ACTION ITEM
Reply with one number: the count of lines in the listing that contain the string "self".

= Beginning of Section =

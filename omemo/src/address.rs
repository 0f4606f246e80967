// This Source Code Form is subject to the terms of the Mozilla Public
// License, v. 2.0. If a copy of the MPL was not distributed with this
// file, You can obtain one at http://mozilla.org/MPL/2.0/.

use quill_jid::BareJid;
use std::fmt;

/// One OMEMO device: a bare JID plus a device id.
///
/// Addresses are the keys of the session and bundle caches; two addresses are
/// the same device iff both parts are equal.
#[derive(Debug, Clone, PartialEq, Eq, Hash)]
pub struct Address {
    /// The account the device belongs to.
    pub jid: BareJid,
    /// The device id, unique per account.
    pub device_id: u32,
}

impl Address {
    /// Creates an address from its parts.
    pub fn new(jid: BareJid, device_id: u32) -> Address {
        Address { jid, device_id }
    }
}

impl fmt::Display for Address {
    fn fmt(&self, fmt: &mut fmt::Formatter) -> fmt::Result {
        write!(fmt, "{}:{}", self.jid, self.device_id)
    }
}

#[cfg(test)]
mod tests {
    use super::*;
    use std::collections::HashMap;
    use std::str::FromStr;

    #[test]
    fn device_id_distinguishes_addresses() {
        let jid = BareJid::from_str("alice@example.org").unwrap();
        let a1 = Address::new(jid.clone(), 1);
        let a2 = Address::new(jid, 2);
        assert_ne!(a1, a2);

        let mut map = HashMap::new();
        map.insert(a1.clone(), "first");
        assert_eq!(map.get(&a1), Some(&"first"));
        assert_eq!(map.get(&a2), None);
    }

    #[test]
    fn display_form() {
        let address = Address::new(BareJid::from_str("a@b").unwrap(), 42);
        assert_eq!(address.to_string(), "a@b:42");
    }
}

= End of Section =

COMPLETED TASK
2